TASK INSTRUCTIONS:
A single number is the answer: the count of lines in the records that hold the word "validation".

——————

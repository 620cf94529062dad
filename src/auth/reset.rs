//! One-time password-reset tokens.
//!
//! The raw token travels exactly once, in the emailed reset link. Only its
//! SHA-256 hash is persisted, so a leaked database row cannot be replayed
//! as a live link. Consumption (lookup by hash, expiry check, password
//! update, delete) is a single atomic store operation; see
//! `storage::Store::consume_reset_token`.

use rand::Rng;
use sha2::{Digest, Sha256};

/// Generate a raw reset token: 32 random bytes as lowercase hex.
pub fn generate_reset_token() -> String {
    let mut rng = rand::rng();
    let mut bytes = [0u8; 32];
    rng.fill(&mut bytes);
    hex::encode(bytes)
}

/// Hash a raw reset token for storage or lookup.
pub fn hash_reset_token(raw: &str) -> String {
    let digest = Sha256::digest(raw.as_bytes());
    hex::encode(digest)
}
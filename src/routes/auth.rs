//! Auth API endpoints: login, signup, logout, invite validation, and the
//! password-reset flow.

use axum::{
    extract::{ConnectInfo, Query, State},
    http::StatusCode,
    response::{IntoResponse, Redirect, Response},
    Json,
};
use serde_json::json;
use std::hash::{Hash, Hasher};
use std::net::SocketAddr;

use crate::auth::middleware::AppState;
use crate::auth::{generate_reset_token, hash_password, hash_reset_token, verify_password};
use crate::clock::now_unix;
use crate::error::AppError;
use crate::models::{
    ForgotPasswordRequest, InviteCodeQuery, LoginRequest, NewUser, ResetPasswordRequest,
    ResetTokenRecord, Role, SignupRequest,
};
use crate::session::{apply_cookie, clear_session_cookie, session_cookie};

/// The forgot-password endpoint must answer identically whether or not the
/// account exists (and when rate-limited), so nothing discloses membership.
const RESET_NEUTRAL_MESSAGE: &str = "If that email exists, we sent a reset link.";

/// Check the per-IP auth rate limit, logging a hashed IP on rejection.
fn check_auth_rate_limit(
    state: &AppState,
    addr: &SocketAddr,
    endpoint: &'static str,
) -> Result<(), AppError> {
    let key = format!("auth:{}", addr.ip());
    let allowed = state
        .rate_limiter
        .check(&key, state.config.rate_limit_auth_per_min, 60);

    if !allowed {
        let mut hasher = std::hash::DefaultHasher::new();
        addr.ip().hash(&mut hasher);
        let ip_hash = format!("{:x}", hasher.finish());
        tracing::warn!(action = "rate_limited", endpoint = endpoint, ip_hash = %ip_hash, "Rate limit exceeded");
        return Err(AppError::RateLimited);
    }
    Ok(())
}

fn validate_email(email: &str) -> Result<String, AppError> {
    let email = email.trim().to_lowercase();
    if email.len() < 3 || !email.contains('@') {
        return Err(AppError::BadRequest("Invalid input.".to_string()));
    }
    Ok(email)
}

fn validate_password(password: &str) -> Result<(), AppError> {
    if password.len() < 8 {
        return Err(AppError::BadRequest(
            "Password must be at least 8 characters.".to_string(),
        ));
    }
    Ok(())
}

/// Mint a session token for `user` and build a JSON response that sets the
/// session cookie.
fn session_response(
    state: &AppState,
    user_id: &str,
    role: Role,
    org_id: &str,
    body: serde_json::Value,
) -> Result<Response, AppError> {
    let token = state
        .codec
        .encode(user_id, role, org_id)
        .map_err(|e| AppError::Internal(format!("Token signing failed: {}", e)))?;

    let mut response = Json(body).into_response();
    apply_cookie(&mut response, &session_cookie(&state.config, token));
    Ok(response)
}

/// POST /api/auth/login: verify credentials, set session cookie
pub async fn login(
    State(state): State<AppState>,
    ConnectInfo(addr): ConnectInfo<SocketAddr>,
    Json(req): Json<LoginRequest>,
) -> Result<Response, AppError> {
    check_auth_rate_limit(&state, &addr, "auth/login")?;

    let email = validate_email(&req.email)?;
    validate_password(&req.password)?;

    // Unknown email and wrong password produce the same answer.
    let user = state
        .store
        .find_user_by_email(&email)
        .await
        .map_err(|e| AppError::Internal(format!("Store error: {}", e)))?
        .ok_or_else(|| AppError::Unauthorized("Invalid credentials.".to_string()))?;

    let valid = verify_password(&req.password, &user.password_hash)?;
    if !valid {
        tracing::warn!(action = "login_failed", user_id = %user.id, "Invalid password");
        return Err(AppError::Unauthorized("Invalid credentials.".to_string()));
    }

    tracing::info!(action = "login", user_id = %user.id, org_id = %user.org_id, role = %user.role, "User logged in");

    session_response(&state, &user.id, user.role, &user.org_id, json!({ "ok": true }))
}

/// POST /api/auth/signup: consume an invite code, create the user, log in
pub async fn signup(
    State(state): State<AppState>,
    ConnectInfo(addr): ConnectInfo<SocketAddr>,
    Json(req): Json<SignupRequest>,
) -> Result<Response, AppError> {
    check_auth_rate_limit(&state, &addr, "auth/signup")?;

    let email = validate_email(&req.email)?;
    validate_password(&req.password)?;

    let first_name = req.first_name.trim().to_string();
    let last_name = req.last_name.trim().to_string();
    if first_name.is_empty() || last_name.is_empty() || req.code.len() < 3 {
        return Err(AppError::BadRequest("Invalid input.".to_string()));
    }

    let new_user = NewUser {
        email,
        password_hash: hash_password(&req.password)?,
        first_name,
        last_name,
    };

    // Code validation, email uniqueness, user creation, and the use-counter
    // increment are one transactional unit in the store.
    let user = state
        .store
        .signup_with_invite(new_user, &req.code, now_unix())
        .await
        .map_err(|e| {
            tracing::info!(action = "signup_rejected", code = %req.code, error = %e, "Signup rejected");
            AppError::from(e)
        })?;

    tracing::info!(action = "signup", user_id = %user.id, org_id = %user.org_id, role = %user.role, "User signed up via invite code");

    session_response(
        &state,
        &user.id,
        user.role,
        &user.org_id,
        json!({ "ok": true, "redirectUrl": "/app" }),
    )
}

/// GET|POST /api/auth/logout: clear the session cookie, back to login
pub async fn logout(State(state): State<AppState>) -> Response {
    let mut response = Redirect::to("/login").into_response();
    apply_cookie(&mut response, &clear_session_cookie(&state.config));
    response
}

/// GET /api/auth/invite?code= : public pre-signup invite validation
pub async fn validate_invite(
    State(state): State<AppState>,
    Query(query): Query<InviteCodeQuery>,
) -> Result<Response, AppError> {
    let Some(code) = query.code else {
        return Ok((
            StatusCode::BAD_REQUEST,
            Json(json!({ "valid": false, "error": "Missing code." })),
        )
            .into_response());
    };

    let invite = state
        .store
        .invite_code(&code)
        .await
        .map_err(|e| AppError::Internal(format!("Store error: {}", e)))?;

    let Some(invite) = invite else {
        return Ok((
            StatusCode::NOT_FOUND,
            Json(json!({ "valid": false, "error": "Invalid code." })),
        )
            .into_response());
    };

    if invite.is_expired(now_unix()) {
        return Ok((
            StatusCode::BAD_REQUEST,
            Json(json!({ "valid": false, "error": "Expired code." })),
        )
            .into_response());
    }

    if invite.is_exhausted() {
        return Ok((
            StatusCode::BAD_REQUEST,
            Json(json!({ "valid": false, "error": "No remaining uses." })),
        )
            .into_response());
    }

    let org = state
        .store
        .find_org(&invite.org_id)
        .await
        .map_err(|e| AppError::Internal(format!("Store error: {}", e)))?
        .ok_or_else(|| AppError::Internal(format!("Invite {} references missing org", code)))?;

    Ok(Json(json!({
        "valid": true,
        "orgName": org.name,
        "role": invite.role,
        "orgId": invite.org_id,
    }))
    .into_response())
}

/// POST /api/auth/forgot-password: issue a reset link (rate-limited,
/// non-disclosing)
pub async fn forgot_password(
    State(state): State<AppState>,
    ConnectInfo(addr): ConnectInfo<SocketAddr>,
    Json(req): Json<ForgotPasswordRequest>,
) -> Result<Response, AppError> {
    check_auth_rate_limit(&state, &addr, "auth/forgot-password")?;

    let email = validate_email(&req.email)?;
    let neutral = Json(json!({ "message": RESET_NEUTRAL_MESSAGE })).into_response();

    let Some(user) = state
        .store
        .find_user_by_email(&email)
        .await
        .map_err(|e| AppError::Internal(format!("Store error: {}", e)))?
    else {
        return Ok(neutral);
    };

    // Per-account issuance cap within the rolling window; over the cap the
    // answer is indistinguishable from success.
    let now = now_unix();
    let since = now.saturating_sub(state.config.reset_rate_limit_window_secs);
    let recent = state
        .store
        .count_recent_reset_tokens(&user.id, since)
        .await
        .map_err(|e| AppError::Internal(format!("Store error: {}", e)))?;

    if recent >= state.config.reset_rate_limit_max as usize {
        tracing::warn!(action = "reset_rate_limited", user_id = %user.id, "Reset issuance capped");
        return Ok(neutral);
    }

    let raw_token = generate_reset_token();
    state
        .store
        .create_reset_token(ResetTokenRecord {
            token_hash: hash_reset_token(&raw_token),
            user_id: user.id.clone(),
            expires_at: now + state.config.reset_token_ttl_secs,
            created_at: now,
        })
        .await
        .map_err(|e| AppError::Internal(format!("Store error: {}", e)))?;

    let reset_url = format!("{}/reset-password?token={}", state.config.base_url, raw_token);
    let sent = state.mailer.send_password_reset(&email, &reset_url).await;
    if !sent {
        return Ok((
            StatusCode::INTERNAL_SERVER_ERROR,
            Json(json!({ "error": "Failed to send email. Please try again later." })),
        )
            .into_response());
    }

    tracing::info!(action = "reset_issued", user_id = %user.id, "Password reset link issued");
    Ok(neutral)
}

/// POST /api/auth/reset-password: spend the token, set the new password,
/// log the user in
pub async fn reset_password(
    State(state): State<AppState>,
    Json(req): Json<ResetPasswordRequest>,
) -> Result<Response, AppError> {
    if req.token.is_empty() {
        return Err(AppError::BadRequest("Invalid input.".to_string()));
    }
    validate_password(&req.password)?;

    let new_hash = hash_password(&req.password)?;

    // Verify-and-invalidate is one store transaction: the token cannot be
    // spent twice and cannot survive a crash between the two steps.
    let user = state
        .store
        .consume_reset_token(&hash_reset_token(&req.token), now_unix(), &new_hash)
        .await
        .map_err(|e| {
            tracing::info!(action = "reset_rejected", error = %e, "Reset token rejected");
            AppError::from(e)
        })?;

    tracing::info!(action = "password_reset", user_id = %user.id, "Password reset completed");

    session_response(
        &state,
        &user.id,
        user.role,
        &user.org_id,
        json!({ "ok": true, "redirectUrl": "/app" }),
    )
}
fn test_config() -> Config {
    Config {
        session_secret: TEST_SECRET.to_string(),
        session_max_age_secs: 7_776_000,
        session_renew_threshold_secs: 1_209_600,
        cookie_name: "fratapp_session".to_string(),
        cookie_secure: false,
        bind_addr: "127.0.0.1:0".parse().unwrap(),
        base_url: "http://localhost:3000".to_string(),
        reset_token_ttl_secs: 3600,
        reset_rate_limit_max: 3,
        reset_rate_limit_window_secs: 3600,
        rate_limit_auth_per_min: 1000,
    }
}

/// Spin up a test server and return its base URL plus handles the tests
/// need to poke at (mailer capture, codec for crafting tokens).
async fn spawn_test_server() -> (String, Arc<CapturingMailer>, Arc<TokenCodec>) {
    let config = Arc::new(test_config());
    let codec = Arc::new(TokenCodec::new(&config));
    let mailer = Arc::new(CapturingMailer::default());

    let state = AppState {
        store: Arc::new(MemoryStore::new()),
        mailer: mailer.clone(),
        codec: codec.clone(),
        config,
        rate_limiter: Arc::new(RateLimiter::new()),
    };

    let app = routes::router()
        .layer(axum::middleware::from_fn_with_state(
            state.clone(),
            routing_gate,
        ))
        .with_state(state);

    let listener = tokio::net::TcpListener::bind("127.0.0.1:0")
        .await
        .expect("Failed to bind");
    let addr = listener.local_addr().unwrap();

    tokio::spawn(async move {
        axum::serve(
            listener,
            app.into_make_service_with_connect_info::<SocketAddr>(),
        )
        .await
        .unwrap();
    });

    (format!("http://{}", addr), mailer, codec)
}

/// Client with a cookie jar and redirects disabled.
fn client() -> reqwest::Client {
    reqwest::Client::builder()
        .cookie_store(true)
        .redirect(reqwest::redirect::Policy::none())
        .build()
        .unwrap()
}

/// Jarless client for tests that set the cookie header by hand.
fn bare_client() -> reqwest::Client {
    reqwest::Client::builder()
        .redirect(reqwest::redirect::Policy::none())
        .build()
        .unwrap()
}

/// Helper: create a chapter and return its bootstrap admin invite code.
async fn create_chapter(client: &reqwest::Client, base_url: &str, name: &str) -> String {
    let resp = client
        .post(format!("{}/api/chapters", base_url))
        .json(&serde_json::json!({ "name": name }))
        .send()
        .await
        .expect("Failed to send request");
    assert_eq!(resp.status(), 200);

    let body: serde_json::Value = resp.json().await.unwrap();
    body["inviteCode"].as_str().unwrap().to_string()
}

——————

OUTPUT FOR THIS TASK:
3